My City Need Something: Portraits and Prose for Black Existence

FORTHCOMING, SHIPS FEBRUARY 2026

Christopher R. Rogers

Photography by Karim Brown

I don’t know what’s going on / But I know that something’s wrong.

Moving between word and image, the call-and-response collaboration between writer Christopher R. Rogers and photographer Karim Brown improvises a contemporary portrait of present-day Black Philadelphia, replete with the unfinished activism present since the transnational upsurge of the George Floyd Uprising.

And I know that lately / My city has been crazy.
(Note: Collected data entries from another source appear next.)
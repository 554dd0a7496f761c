// combined Tausworthe generator with four components, see
// <https://www.ams.org/journals/mcom/1996-65-213/S0025-5718-96-00696-5/S0025-5718-96-00696-5.pdf>
// the parameters are the ones LuaJIT uses for its `math.random`.

use crate::state::GeneratorState;

/// One LFSR component. Its `k`-bit state lives in the top `k` bits of the
/// register.
#[derive(Debug, PartialEq, Eq, Clone, Copy)]
pub struct Lfsr {
  pub k: u32,
  pub q: u32,
  pub s: u32,
}

pub const LFSRS: [Lfsr; 4] = [
  Lfsr { k: 63, q: 31, s: 18 },
  Lfsr { k: 58, q: 19, s: 28 },
  Lfsr { k: 55, q: 24, s: 7 },
  Lfsr { k: 47, q: 21, s: 8 },
];

impl Lfsr {
  /// The top `k` bits.
  pub fn mask(self) -> u64 {
    u64::max_value() << (64 - self.k)
  }

  pub fn step(self, z: u64) -> u64 {
    (((z << self.q) ^ z) >> (self.k - self.s)) ^ ((z & self.mask()) << self.s)
  }
}

/// Advances every register by one step, in slot order, and returns the xor
/// of the new register values.
pub fn step(state: &mut GeneratorState) -> u64 {
  let mut combined = 0;
  for (register, lfsr) in state.registers_mut().iter_mut().zip(LFSRS.iter()) {
    *register = lfsr.step(*register);
    combined ^= *register;
  }
  combined
}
Arriving five years after the crucible of that period, this experimental essay-as-LP challenges Black Philadelphians to prioritize the urgency of reckoning with our own hang-ups and half-steps and to reground ourselves within the daily, prefigurative life-work of rehearsing Black liberation. This is a hyperlocal, future-forward recommitment to ongoing principled struggle and a hopeful model of contemporary self-criticism.
 
And I don’t know what it is but my city need something / I swear we need something different but I don’t know what it is.

The title takes its inspiration from the late, beloved Uptown Philadelphia rapper PnB Rock, whose successful mixtape single “My City Need Something” challenged us all to strive for clarity in a ubiquitously-consumed, and altogether presumed, Black suffering in a city resplendent with Black joy.


PRODUCT DETAILS

Author: Christopher R. Rogers & Karim Brown
Publisher: Common Notions
ISBN: 9781945335501
Published: February 3, 2026
Format: Paperback
Size: 5.0 in X 7.0 in
Page count: 112
Subjects: Social Science / Cultural & Ethnic Studies / American / African American & Black Studies


About THE AUTHOR

Christopher R. Rogers, Ph.D is a Philadelphia-based cultural organizer and educator with more than a decade of local experience in supporting radical arts and culture. Currently a Facilitator with the W.E.B. DuBois Movement School for Abolition & Reconstruction and co-coordinator of the Friends of the Tanner House, Rogers is the editor (with Fajr Muhammad) of How We Stay Free: Notes on a Black Uprising, also from Common Notions.

Karim Brown is a documentary photographer living and working in North Philadelphia. Keeping the Black Philadelphia community at the forefront of his mind, he uses photography to intimately engage with Black ways of knowing and doing that he has been immersed in his entire life.